Now, what exactly does this observer mean by implementing a price cap structure? In simple terms, putting a cap on how much a pay-per-view card could be priced regardless of what a main event might be. While some might laugh at such an idea, it is actually not a new concept and variations of a structure have been used before throughout the world with varying degrees of success. The most prominent example at least currently would be the pricing structure for pay-per-view events in the United Kingdom that are not priced above £25 (a little over $32 in U.S. dollars). By law, prices are kept at usually between £19.99-£21.99, but do not exceed that £25 mark, or at least I have never seen it done in various advertising materials I have observed that have circulated throughout the United Kingdom for various cards/events that were distributed via pay-per-view.
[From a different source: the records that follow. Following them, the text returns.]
//! Identifier newtypes.
//!
//! Grounded on the `message_router::domain_types` id pattern (`MessageId`,
//! `ConversationId`, `NodeId`): a `Uuid`-backed wrapper with a `generate()`
//! constructor, plus a string-backed id where the wire format calls for a
//! caller-supplied value rather than a generated one.

use nutype::nutype;
use uuid::Uuid;

/// Globally-unique identifier of a proxy or provider instance.
#[nutype(derive(
    Clone, Copy, Debug, Eq, PartialEq, Hash, Display, Serialize, Deserialize
))]
pub struct ParticipantId(Uuid);

impl ParticipantId {
    /// Generates a fresh random participant id.
    #[must_use]
    pub fn generate() -> Self {
        Self::new(Uuid::new_v4())
    }
}

/// Unique identifier of a single message.
#[nutype(derive(
    Clone, Copy, Debug, Eq, PartialEq, Hash, Display, Serialize, Deserialize
))]
pub struct MessageId(Uuid);

impl MessageId {
    /// Generates a fresh random message id.
    #[must_use]
    pub fn generate() -> Self {
        Self::new(Uuid::new_v4())
    }
}

/// Correlates an outbound request with its eventual reply.
#[nutype(derive(
    Clone, Copy, Debug, Eq, PartialEq, Hash, Display, Serialize, Deserialize
))]
pub struct RequestReplyId(Uuid);

impl RequestReplyId {
    /// Generates a fresh random request-reply id.
    #[must_use]
    pub fn generate() -> Self {
        Self::new(Uuid::new_v4())
    }
}

/// Identifier of an active subscription, either caller-supplied (from a
/// subscription request) or generated locally.
#[nutype(
    sanitize(trim),
    validate(len_char_min = 1, len_char_max = 256),
    derive(Clone, Debug, Eq, PartialEq, Hash, Display, Serialize, Deserialize)
)]
pub struct SubscriptionId(String);

impl SubscriptionId {
    /// Generates a fresh random subscription id.
    #[must_use]
    pub fn generate() -> Self {
        Self::try_new(Uuid::new_v4().to_string()).expect("uuid string is always valid")
    }
}

/// `providerParticipantId/broadcastName[/partition…]` fan-out channel id.
#[nutype(
    sanitize(trim),
    validate(len_char_min = 1, len_char_max = 1024),
    derive(Clone, Debug, Eq, PartialEq, Hash, Display, Serialize, Deserialize)
)]
pub struct MulticastId(String);

impl MulticastId {
    /// Builds a multicast id from a provider, broadcast name, and ordered
    /// partition segments, per the grammar in the glossary.
    ///
    /// # Errors
    ///
    /// Returns an error if the assembled id fails length validation.
    pub fn build(
        provider_id: &ParticipantId,
        broadcast_name: &str,
        partitions: &[String],
    ) -> Result<Self, SubscriptionIdError> {
        let mut id = format!("{provider_id}/{broadcast_name}");
        for partition in partitions {
            id.push('/');
            id.push_str(partition);
        }
        Self::try_new(id)
    }
}

/// Identifier of a cluster controller node, used for the global directory's
/// liveness beacon (`touch`).
#[nutype(derive(
    Clone, Copy, Debug, Eq, PartialEq, Hash, Display, Serialize, Deserialize
))]
pub struct ClusterControllerId(Uuid);

impl ClusterControllerId {
    /// Generates a fresh random cluster controller id.
    #[must_use]
    pub fn generate() -> Self {
        Self::new(Uuid::new_v4())
    }
}

/// Re-exported so callers building a [`MulticastId`] can name the error type
/// without reaching into the nutype-generated module path.
pub type SubscriptionIdError = MulticastIdError;

#[cfg(test)]
mod tests {
    use super::*;

    #[test]
    fn participant_ids_are_unique() {
        assert_ne!(ParticipantId::generate(), ParticipantId::generate());
    }

    #[test]
    fn multicast_id_joins_provider_name_and_partitions() {
        let provider = ParticipantId::generate();
        let id = MulticastId::build(
            &provider,
            "locationUpdate",
            &["north".to_string(), "+".to_string()],
        )
        .unwrap();
        assert_eq!(id.as_ref(), &format!("{provider}/locationUpdate/north/+"));
    }
}
//! HTTP long-poll channel transport: delivers by posting to a channel
//! endpoint, keyed by a channel id header.

use std::sync::Arc;

use async_trait::async_trait;

use super::{MessageStub, MiddlewareFactory, StubError};
use crate::domain::{Address, Message};

/// Builds [`HttpStub`]s sharing a single `reqwest` client across every HTTP
/// channel address.
pub struct HttpFactory {
    client: reqwest::Client,
}

impl HttpFactory {
    /// Builds a factory using a freshly constructed `reqwest` client.
    #[must_use]
    pub fn new() -> Self {
        Self {
            client: reqwest::Client::new(),
        }
    }
}

impl Default for HttpFactory {
    fn default() -> Self {
        Self::new()
    }
}

#[async_trait]
impl MiddlewareFactory for HttpFactory {
    fn can_create(&self, address: &Address) -> bool {
        matches!(address, Address::HttpChannel { .. })
    }

    async fn create(&self, address: &Address) -> Result<Arc<dyn MessageStub>, StubError> {
        let Address::HttpChannel { url, channel_id } = address else {
            return Err(StubError::NoFactoryForAddress { kind: address.kind() });
        };
        Ok(Arc::new(HttpStub {
            client: self.client.clone(),
            url: url.clone(),
            channel_id: channel_id.clone(),
        }))
    }
}

/// Posts messages to one HTTP long-poll channel.
pub struct HttpStub {
    client: reqwest::Client,
    url: String,
    channel_id: String,
}

#[async_trait]
impl MessageStub for HttpStub {
    async fn send(&self, message: Message) -> Result<(), StubError> {
        let response = self
            .client
            .post(&self.url)
            .header("x-ccmp-channel-id", &self.channel_id)
            .json(&message)
            .send()
            .await
            .map_err(|err| StubError::Transport(err.to_string()))?;
        if response.status().is_success() {
            Ok(())
        } else {
            Err(StubError::Transport(format!(
                "http channel returned status {}",
                response.status()
            )))
        }
    }
}

#[cfg(test)]
mod tests {
    use super::*;

    #[tokio::test]
    async fn can_create_only_accepts_http_channel_addresses() {
        let factory = HttpFactory::new();
        assert!(factory.can_create(&Address::HttpChannel {
            url: "https://example.com/channel".into(),
            channel_id: "c1".into(),
        }));
        assert!(!factory.can_create(&Address::InProcess));
    }
}
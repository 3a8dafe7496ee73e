//! Small formatting helpers shared across components.

use std::time::Duration;

/// Formats a duration as seconds with millisecond precision, for log
/// messages (backoff delays, TTL countdowns, cache ages).
#[must_use]
pub fn format_duration(duration: Duration) -> String {
    format!("{:.3}s", duration.as_secs_f64())
}
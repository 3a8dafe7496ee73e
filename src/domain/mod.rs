//! Core data model for the message-plane: ids, messages, addresses, routing
//! entries, subscription qos, and capability entries.
//!
//! Design principles carried from the router domain types this module is
//! grounded on: make illegal states unrepresentable, parse don't validate,
//! express every primitive as a `nutype` newtype with its own invariants.

pub mod address;
pub mod capabilities;
pub mod ids;
pub mod message;
pub mod qos;
pub mod routing_entry;

pub use address::Address;
pub use capabilities::{
    ArbitrationResult, ArbitrationStrategy, LocalCapabilitiesEntry, ProviderQos, ProviderScope,
};
pub use ids::{
    ClusterControllerId, MessageId, MulticastId, ParticipantId, RequestReplyId, SubscriptionId,
};
pub use message::{
    CustomHeaders, EffortLevel, Message, MessageParams, MessageType, HEADER_ERROR,
    HEADER_MULTICAST_ID, HEADER_REQUEST_REPLY_ID, HEADER_SUBSCRIPTION_ID,
};
pub use qos::{MulticastQos, OnChangeQos, OnChangeWithKeepAliveQos, PeriodicQos, SubscriptionQos};
pub use routing_entry::RoutingEntry;
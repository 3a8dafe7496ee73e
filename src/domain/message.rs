//! The wire-level message envelope.
//!
//! Grounded on `message_router::domain_types::FipaMessage` and its smart
//! constructor `try_new_validated` / `MessageParticipants` pattern: illegal
//! states (missing ids, non-monotonic expiry) are rejected at construction,
//! never checked ad hoc at each call site.

use std::collections::HashMap;
use std::time::{SystemTime, UNIX_EPOCH};

use serde::{Deserialize, Serialize};
use thiserror::Error;

use super::ids::{MessageId, ParticipantId};

/// One of the ten message type tags carried in every envelope.
#[derive(Clone, Copy, Debug, Eq, PartialEq, Hash, Serialize, Deserialize)]
pub enum MessageType {
    /// A request awaiting a reply.
    Request,
    /// A reply correlated to a prior request.
    Reply,
    /// Fire-and-forget, no reply expected.
    OneWay,
    /// Attribute or broadcast subscription request.
    SubscriptionRequest,
    /// Multicast (broadcast fan-out) subscription request.
    MulticastSubscriptionRequest,
    /// Broadcast subscription request with filter parameters.
    BroadcastSubscriptionRequest,
    /// Acknowledgement of a subscription request.
    SubscriptionReply,
    /// Consumer-initiated unsubscribe.
    SubscriptionStop,
    /// An attribute or broadcast value delivered to a subscriber.
    Publication,
    /// A multicast publication delivered to all registered receivers.
    Multicast,
}

/// Relative priority a transport may use for queueing; not a qos concept.
#[derive(Clone, Copy, Debug, Eq, PartialEq, Hash, Default, Serialize, Deserialize)]
pub enum EffortLevel {
    /// Best-effort, may be dropped under load.
    Normal,
    /// Must be delivered or explicitly fail; the default.
    #[default]
    Assured,
}

/// Arbitrary caller-supplied headers, distinct from the envelope's own
/// routing/expiry metadata.
pub type CustomHeaders = HashMap<String, String>;

/// Header key correlating a request with its reply.
pub const HEADER_REQUEST_REPLY_ID: &str = "requestReplyId";
/// Header key correlating a publication/subscription-stop with its subscription.
pub const HEADER_SUBSCRIPTION_ID: &str = "subscriptionId";
/// Header key naming which multicast channel a [`MessageType::Multicast`]
/// message targets, shared by the Dispatcher (which stamps it) and the
/// Router (which scopes fan-out to it).
pub const HEADER_MULTICAST_ID: &str = "multicastId";
/// Header key carrying a human-readable failure reason on an error reply.
pub const HEADER_ERROR: &str = "error";

/// Errors raised by [`Message::try_new`].
#[derive(Debug, Error)]
pub enum MessageError {
    /// Sender and recipient must differ; routing a message to oneself
    /// through the transport plane is a programming error upstream.
    #[error("message sender and recipient must not be the same participant")]
    SenderIsRecipient,
}

/// Constructor parameters for [`Message::try_new`].
pub struct MessageParams {
    /// Message parameters: sender.
    pub sender: ParticipantId,
    /// Message parameters: recipient.
    pub recipient: ParticipantId,
    /// Message parameters: type tag.
    pub message_type: MessageType,
    /// Message parameters: absolute expiry, ms since epoch UTC.
    pub expiry_ms: u64,
    /// Message parameters: effort level.
    pub effort: EffortLevel,
    /// Message parameters: optional serialized reply-to address.
    pub reply_to: Option<String>,
    /// Message parameters: custom headers.
    pub headers: CustomHeaders,
    /// Message parameters: encrypt flag.
    pub encrypt: bool,
    /// Message parameters: compress flag.
    pub compress: bool,
    /// Message parameters: opaque payload, never inspected by the core.
    pub payload: Vec<u8>,
}

/// An immutable message envelope as routed by the message plane.
///
/// The core only ever reads headers (sender, recipient, type, expiry); the
/// `payload` is an opaque byte string produced and consumed by the external
/// wire codec (see `SPEC_FULL.md` §10.5).
#[derive(Clone, Debug, Serialize, Deserialize)]
pub struct Message {
    message_id: MessageId,
    sender: ParticipantId,
    recipient: ParticipantId,
    message_type: MessageType,
    expiry_ms: u64,
    effort: EffortLevel,
    reply_to: Option<String>,
    headers: CustomHeaders,
    encrypt: bool,
    compress: bool,
    payload: Vec<u8>,
}

impl Message {
    /// Builds a new message, assigning a fresh message id.
    ///
    /// # Errors
    ///
    /// Returns [`MessageError::SenderIsRecipient`] if sender and recipient
    /// are the same participant.
    pub fn try_new(params: MessageParams) -> Result<Self, MessageError> {
        if params.sender == params.recipient {
            return Err(MessageError::SenderIsRecipient);
        }
        Ok(Self {
            message_id: MessageId::generate(),
            sender: params.sender,
            recipient: params.recipient,
            message_type: params.message_type,
            expiry_ms: params.expiry_ms,
            effort: params.effort,
            reply_to: params.reply_to,
            headers: params.headers,
            encrypt: params.encrypt,
            compress: params.compress,
            payload: params.payload,
        })
    }

    /// The message's unique id.
    #[must_use]
    pub fn message_id(&self) -> MessageId {
        self.message_id
    }

    /// The sending participant.
    #[must_use]
    pub fn sender(&self) -> ParticipantId {
        self.sender
    }

    /// The intended recipient.
    #[must_use]
    pub fn recipient(&self) -> ParticipantId {
        self.recipient
    }

    /// The message type tag.
    #[must_use]
    pub fn message_type(&self) -> MessageType {
        self.message_type
    }

    /// Absolute expiry, ms since epoch UTC.
    #[must_use]
    pub fn expiry_ms(&self) -> u64 {
        self.expiry_ms
    }

    /// The effort level.
    #[must_use]
    pub fn effort(&self) -> EffortLevel {
        self.effort
    }

    /// The serialized reply-to address, if any.
    #[must_use]
    pub fn reply_to(&self) -> Option<&str> {
        self.reply_to.as_deref()
    }

    /// Custom headers.
    #[must_use]
    pub fn headers(&self) -> &CustomHeaders {
        &self.headers
    }

    /// The opaque payload.
    #[must_use]
    pub fn payload(&self) -> &[u8] {
        &self.payload
    }

    /// Whether this message requests encryption on the wire.
    #[must_use]
    pub fn encrypt(&self) -> bool {
        self.encrypt
    }

    /// Whether this message requests compression on the wire.
    #[must_use]
    pub fn compress(&self) -> bool {
        self.compress
    }

    /// True if `now_ms` is at or past this message's expiry.
    #[must_use]
    pub fn is_expired(&self, now_ms: u64) -> bool {
        self.expiry_ms <= now_ms
    }
}

/// Milliseconds since the Unix epoch, for comparison against message expiry.
#[must_use]
pub fn now_ms() -> u64 {
    SystemTime::now()
        .duration_since(UNIX_EPOCH)
        .expect("system clock is after the epoch")
        .as_millis() as u64
}

#[cfg(test)]
mod tests {
    use super::*;

    fn params(sender: ParticipantId, recipient: ParticipantId) -> MessageParams {
        MessageParams {
            sender,
            recipient,
            message_type: MessageType::Request,
            expiry_ms: now_ms() + 60_000,
            effort: EffortLevel::Assured,
            reply_to: None,
            headers: CustomHeaders::new(),
            encrypt: false,
            compress: false,
            payload: b"hello".to_vec(),
        }
    }

    #[test]
    fn rejects_sender_equal_to_recipient() {
        let id = ParticipantId::generate();
        let err = Message::try_new(params(id, id)).unwrap_err();
        assert!(matches!(err, MessageError::SenderIsRecipient));
    }

    #[test]
    fn accepts_distinct_sender_and_recipient() {
        let msg = Message::try_new(params(ParticipantId::generate(), ParticipantId::generate()))
            .unwrap();
        assert_eq!(msg.message_type(), MessageType::Request);
        assert!(!msg.is_expired(now_ms()));
    }

    #[test]
    fn expiry_is_inclusive_of_now() {
        let mut p = params(ParticipantId::generate(), ParticipantId::generate());
        p.expiry_ms = now_ms();
        let msg = Message::try_new(p).unwrap();
        assert!(msg.is_expired(now_ms() + 1));
    }
}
While the United Kingdom did not get into the pay-per-view model until the 1990’s, such a pricing structure has proven to be successful in that it is not uncommon to see a card distributed via pay-per-view there do a million buys if not more there on a regular basis, which can be directly attributed to the affordable price points.
Here in the United States, there is no set price cap structure, but there have been times where the concept has at least been flirted with. Those of us of a certain age might remember a time where advertising and marketing for pay-per-view Boxing cards would not only promote an event heavily in the days and weeks prior to it, but depending on the cable/satellite provider and pay-per-view distributor, there would be a reduced price offered to customers if one chose to order an event prior to the day it was scheduled to take place. Throughout the 1980’s and much of the 1990’s, most price points, regardless of when an event was ordered, did not exceed $40.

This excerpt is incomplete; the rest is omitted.